- [PROBLEM REQUIREMENTS]:
Below are records; count the lines that hold the string "println" and give only the count.

Records from a data source
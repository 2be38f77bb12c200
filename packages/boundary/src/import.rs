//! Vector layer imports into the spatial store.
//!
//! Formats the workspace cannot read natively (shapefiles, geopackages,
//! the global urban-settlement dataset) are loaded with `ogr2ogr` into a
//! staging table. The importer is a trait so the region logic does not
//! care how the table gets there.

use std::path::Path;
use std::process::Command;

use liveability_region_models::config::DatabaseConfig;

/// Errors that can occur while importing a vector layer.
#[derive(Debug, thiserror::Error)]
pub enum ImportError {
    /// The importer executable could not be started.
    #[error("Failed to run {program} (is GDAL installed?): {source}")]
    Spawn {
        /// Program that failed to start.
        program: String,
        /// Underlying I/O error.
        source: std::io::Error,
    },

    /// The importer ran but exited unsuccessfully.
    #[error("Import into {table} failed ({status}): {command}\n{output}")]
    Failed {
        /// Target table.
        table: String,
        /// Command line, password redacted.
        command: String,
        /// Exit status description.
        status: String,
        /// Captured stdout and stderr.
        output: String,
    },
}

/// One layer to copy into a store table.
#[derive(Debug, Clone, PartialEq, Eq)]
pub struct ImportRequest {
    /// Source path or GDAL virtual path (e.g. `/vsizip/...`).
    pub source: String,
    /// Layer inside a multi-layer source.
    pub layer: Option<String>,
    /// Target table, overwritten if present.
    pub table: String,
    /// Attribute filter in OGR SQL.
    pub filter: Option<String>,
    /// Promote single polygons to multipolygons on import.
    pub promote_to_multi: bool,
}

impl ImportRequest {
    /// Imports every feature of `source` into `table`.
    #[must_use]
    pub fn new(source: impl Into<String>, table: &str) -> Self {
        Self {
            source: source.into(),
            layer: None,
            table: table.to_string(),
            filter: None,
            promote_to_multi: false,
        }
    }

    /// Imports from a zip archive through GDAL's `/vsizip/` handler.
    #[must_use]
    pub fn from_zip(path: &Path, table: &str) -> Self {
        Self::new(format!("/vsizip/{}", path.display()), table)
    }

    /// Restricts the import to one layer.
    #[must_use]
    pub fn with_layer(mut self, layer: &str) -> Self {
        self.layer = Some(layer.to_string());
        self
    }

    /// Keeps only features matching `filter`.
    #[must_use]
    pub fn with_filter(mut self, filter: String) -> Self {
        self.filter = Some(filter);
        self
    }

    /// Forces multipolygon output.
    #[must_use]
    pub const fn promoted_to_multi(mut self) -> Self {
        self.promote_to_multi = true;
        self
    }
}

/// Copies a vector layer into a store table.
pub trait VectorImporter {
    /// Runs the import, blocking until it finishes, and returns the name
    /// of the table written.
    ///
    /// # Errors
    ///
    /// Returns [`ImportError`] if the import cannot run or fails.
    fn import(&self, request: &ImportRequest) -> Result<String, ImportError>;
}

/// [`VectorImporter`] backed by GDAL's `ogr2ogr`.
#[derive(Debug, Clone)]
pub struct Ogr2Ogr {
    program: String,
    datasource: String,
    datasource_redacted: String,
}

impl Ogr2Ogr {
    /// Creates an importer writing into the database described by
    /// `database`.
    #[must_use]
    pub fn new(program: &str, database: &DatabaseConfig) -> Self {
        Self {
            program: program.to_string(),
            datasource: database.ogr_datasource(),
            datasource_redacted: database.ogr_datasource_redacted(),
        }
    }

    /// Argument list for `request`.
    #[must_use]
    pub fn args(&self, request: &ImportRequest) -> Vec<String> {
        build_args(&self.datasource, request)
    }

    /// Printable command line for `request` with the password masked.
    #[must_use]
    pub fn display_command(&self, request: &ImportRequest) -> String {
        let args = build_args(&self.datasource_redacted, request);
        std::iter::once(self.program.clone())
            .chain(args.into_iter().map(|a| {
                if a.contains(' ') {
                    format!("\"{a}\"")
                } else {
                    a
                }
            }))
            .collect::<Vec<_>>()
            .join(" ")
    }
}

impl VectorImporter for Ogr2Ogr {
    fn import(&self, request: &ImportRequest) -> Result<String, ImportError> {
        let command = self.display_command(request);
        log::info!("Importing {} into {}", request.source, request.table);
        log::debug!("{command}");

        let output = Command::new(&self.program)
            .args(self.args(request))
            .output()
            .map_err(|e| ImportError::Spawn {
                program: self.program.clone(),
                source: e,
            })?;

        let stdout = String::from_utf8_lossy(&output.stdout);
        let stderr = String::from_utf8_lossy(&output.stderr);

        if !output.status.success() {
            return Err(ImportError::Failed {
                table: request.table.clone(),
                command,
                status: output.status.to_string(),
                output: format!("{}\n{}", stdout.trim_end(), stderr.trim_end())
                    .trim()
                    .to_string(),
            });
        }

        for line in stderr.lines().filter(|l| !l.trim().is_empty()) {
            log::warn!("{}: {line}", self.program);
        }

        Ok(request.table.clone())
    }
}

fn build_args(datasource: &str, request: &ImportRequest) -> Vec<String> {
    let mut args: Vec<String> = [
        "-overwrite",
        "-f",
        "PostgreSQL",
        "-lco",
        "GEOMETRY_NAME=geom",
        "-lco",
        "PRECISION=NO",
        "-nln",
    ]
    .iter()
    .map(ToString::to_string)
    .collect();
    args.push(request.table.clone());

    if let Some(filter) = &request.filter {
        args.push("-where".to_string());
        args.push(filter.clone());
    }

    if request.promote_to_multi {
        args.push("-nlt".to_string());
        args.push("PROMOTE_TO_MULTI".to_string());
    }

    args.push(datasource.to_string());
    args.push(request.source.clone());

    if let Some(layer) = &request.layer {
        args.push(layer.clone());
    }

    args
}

==

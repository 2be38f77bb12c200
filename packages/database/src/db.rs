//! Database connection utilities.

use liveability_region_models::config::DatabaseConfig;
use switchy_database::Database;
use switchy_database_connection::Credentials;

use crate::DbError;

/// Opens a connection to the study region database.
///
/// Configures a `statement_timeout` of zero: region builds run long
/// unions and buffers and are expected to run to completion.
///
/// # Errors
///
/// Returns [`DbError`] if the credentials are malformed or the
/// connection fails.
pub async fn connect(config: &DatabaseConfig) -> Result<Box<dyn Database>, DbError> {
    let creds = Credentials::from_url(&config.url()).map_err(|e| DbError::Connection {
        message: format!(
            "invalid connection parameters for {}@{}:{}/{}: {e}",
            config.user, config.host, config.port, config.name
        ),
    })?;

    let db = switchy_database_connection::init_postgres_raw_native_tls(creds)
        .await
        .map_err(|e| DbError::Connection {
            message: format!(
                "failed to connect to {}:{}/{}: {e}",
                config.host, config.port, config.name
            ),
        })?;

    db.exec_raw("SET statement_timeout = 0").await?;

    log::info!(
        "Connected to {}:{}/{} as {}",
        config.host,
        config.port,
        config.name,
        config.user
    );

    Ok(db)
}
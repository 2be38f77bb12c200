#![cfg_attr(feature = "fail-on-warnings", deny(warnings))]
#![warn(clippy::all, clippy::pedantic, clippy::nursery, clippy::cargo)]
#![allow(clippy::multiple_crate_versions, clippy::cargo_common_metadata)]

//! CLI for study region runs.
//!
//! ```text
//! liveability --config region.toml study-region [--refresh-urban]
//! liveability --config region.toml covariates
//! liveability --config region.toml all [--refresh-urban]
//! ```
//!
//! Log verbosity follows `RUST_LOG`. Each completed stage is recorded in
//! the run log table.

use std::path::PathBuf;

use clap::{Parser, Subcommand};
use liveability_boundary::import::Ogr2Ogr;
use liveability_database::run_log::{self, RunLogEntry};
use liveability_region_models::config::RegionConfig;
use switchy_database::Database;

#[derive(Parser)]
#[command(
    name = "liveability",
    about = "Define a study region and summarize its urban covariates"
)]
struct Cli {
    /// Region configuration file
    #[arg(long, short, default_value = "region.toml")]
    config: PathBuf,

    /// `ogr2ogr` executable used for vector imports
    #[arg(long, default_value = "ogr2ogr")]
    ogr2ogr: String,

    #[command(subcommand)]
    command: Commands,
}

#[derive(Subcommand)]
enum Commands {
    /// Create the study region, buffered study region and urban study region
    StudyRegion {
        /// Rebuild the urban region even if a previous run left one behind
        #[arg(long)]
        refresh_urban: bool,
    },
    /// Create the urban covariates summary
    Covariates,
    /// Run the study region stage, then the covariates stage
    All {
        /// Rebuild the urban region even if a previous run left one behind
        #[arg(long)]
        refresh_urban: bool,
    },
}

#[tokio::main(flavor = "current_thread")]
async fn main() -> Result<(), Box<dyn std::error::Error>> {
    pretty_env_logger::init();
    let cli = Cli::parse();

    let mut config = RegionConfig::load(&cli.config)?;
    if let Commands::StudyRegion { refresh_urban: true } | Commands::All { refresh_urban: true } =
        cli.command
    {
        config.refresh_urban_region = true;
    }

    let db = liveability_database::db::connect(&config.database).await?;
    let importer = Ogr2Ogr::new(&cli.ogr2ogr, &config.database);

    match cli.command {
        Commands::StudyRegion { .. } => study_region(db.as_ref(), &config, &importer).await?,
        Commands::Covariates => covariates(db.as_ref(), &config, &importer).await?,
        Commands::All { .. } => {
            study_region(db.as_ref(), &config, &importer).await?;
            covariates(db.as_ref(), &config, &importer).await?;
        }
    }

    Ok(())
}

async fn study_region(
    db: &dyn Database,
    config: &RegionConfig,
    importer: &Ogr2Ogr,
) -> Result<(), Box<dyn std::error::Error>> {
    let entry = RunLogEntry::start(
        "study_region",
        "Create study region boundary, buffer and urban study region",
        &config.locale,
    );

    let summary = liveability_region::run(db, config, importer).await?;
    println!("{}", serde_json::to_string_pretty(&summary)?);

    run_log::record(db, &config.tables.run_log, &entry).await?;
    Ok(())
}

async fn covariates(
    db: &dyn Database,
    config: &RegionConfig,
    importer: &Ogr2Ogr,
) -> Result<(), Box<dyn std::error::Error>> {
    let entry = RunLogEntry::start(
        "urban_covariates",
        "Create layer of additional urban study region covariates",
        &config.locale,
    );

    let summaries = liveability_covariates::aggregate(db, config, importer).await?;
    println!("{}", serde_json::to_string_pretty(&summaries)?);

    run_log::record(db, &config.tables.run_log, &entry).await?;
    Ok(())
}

- [TASK RESPONSE]:
2